• [Exercise objective]:
Look through the lines below and copy each one that includes "snapshots".

• [Data for this task]:
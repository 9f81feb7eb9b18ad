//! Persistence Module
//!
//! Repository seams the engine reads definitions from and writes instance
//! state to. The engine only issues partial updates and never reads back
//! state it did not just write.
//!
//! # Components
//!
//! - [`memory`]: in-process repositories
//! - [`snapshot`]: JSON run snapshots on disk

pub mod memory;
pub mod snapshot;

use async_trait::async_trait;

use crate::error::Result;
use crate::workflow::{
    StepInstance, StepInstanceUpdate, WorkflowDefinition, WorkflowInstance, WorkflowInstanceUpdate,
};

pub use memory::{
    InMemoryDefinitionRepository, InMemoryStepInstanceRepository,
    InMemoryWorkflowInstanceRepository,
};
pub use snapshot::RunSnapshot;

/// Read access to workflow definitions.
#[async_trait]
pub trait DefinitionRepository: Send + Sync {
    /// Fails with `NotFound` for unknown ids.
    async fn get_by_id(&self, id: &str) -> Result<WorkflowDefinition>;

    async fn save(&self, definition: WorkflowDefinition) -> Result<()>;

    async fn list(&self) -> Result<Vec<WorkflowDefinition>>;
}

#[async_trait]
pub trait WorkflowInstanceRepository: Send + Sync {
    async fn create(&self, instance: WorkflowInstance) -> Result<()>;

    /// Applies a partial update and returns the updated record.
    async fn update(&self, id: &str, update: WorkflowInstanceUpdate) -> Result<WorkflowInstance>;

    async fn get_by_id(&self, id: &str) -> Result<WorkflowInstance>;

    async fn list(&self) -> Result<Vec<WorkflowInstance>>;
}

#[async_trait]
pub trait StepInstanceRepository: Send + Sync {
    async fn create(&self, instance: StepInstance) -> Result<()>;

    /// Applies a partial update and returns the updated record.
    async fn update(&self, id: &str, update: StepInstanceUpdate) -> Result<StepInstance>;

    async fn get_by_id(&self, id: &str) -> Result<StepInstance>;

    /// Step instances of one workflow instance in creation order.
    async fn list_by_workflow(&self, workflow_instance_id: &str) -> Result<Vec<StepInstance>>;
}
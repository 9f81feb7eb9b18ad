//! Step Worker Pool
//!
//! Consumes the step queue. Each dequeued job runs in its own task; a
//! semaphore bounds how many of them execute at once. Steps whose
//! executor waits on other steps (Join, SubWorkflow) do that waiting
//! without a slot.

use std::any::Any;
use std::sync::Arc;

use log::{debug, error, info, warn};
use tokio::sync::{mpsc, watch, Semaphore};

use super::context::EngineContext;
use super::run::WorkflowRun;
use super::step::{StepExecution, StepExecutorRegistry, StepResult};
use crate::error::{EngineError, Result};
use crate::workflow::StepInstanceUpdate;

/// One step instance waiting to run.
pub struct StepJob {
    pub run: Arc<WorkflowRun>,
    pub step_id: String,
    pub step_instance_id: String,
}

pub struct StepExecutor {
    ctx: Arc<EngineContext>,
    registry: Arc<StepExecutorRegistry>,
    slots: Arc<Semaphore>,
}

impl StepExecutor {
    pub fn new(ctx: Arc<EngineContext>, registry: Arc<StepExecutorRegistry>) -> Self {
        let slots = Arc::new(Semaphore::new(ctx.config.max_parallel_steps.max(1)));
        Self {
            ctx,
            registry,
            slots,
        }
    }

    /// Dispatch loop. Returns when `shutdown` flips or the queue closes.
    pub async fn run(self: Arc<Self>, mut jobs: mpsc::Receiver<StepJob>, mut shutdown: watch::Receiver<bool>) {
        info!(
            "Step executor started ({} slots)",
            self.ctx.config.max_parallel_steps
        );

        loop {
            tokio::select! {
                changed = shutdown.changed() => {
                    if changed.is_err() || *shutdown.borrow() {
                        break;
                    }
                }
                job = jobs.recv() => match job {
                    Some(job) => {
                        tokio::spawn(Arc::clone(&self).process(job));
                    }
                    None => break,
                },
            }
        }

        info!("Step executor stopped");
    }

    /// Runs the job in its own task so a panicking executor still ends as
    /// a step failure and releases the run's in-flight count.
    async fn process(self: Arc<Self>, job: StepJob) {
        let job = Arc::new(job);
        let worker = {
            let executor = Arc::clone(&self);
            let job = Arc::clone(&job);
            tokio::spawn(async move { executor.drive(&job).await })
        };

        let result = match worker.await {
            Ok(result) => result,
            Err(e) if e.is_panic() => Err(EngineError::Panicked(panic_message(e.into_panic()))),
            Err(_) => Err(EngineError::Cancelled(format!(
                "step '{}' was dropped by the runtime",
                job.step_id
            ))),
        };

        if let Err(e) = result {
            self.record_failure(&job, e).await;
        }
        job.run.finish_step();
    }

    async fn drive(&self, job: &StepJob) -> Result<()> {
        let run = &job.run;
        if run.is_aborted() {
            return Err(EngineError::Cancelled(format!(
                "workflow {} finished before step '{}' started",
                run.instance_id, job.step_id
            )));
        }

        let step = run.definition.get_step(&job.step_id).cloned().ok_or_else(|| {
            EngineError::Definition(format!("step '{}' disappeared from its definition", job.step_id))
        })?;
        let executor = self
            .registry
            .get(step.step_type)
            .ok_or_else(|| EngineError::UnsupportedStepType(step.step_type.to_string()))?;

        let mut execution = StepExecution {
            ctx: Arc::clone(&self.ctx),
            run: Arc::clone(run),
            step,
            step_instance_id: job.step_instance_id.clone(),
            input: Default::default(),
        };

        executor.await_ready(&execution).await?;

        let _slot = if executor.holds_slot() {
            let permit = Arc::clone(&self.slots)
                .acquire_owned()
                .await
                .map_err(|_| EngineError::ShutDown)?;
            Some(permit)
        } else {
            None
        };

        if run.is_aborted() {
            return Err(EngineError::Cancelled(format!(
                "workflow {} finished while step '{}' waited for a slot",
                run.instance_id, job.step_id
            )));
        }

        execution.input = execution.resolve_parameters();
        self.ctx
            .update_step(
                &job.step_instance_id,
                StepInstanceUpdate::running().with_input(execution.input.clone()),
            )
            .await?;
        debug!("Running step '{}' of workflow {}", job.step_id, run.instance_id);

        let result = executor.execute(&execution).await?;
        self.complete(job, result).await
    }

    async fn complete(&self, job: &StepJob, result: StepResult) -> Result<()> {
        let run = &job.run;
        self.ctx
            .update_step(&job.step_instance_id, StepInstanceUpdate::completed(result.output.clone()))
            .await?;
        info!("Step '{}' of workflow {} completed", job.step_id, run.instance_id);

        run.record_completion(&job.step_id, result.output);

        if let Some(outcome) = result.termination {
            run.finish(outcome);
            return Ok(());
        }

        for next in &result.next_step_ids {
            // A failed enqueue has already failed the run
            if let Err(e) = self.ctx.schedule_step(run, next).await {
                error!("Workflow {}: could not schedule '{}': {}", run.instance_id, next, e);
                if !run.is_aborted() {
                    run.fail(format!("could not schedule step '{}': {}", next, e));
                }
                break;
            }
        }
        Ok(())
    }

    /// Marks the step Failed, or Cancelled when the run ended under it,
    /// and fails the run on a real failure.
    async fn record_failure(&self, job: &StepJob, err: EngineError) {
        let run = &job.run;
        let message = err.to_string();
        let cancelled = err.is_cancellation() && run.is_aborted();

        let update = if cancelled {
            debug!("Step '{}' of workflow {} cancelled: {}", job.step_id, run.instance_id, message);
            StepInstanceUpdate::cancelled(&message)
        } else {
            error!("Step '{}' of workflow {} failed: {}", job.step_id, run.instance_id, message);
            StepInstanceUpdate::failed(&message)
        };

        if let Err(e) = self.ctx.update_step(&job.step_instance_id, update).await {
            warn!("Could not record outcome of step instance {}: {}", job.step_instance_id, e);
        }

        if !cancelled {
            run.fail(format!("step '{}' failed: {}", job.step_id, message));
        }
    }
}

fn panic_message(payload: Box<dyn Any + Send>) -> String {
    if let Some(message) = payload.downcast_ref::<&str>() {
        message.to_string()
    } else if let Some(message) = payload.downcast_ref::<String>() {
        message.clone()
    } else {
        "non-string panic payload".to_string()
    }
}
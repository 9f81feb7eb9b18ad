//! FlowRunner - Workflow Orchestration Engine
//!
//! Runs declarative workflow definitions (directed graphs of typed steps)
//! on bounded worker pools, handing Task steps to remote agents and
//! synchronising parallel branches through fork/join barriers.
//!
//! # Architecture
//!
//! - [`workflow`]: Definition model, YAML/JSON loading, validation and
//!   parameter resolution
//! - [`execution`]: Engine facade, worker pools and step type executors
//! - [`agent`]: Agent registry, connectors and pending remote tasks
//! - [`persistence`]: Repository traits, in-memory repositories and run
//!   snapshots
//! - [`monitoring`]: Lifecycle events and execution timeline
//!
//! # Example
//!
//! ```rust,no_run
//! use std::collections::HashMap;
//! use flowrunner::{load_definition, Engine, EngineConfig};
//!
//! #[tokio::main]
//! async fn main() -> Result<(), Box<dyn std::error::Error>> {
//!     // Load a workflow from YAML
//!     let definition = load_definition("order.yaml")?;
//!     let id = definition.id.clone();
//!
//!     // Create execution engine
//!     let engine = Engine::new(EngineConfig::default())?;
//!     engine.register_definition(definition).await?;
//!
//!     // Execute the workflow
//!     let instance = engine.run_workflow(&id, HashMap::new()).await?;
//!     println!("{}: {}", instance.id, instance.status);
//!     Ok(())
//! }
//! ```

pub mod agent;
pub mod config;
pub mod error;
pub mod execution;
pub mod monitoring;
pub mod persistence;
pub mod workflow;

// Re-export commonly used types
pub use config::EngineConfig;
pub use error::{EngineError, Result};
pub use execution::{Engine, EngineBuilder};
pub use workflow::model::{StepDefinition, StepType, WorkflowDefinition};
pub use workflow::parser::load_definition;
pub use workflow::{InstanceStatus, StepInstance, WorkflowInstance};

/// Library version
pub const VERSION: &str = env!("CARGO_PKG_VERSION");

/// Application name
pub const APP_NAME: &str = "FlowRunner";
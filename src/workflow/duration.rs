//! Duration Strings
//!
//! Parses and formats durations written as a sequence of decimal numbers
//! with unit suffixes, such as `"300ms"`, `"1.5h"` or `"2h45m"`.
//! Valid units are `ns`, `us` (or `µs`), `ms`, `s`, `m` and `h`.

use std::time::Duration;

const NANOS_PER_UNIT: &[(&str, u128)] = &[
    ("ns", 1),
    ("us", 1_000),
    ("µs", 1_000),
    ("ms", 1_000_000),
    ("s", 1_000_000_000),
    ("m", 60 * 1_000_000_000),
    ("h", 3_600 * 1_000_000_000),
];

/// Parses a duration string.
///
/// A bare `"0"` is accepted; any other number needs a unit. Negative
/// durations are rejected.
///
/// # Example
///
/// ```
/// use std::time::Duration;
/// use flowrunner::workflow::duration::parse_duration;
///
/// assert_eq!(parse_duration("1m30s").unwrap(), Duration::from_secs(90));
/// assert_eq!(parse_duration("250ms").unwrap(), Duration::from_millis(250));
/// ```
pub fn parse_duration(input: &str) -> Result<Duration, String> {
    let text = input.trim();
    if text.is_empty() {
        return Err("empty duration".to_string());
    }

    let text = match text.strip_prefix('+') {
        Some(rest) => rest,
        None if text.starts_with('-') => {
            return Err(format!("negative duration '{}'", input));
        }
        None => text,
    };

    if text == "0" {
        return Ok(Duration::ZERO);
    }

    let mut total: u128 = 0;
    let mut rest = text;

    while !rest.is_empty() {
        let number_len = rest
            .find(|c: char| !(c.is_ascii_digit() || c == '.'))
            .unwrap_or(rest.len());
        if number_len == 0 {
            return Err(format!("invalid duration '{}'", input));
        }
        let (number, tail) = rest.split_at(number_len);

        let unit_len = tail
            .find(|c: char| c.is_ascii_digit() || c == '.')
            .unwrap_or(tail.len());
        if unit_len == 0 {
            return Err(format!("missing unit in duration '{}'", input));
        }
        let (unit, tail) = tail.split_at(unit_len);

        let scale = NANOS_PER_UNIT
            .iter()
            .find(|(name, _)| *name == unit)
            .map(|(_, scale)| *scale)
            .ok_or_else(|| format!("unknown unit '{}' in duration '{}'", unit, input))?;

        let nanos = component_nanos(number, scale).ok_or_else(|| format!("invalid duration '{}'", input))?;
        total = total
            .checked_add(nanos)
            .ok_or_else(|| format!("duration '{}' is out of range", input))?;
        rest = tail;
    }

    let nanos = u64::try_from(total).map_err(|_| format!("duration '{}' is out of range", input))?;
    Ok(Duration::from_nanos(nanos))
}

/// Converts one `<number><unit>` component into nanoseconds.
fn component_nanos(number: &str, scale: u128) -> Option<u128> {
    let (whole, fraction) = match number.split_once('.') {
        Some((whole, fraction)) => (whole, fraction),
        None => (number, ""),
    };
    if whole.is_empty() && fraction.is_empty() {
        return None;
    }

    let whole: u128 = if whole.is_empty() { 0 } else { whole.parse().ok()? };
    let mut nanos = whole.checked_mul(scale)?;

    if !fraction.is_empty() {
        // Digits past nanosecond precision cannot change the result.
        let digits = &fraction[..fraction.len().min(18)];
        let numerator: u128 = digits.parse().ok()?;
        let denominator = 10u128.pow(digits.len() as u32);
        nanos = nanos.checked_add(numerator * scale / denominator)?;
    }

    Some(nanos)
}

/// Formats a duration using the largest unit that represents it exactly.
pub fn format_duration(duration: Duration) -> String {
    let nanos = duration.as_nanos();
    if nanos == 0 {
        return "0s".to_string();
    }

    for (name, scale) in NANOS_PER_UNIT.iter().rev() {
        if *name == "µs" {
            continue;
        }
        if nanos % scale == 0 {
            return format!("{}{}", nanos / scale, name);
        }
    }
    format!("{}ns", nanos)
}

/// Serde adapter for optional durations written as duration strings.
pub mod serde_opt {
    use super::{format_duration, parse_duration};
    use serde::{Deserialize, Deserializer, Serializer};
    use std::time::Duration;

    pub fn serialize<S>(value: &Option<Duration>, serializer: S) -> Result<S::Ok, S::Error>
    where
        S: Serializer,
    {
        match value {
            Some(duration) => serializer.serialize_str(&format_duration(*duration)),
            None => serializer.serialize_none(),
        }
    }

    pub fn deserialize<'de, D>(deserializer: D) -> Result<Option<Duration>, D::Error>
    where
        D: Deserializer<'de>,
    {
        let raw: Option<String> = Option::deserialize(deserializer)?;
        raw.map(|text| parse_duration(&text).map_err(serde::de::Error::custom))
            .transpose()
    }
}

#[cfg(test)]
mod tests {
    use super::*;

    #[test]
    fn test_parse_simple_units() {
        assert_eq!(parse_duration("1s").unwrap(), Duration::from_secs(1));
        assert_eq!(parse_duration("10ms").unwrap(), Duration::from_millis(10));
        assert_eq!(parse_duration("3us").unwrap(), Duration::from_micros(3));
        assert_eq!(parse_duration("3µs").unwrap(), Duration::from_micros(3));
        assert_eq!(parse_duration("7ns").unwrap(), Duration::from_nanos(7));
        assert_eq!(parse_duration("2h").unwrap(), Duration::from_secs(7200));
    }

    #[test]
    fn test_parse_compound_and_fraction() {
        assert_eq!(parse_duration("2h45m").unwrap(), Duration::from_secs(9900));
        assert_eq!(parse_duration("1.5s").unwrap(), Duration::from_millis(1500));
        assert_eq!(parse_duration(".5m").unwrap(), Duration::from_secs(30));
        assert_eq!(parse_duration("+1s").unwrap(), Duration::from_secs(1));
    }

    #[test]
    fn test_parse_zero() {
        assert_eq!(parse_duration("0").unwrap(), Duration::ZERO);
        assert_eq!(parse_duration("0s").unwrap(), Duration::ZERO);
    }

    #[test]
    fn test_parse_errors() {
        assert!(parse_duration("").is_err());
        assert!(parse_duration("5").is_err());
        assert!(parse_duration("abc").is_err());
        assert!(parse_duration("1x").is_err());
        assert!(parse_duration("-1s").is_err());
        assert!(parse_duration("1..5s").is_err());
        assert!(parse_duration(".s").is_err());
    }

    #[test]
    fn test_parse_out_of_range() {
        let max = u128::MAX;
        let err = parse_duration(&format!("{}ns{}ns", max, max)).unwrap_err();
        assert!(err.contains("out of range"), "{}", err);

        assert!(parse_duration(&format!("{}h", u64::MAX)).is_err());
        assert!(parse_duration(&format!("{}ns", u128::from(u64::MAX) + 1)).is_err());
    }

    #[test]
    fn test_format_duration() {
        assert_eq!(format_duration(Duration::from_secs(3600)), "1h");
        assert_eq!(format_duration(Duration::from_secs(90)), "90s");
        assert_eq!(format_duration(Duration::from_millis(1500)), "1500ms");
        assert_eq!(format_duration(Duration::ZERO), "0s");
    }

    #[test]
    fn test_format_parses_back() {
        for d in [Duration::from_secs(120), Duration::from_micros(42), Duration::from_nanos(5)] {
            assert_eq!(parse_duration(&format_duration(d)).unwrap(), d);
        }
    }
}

• [Task response]:
//! - [`snapshot`]: JSON run snapshots on disk
//!   snapshots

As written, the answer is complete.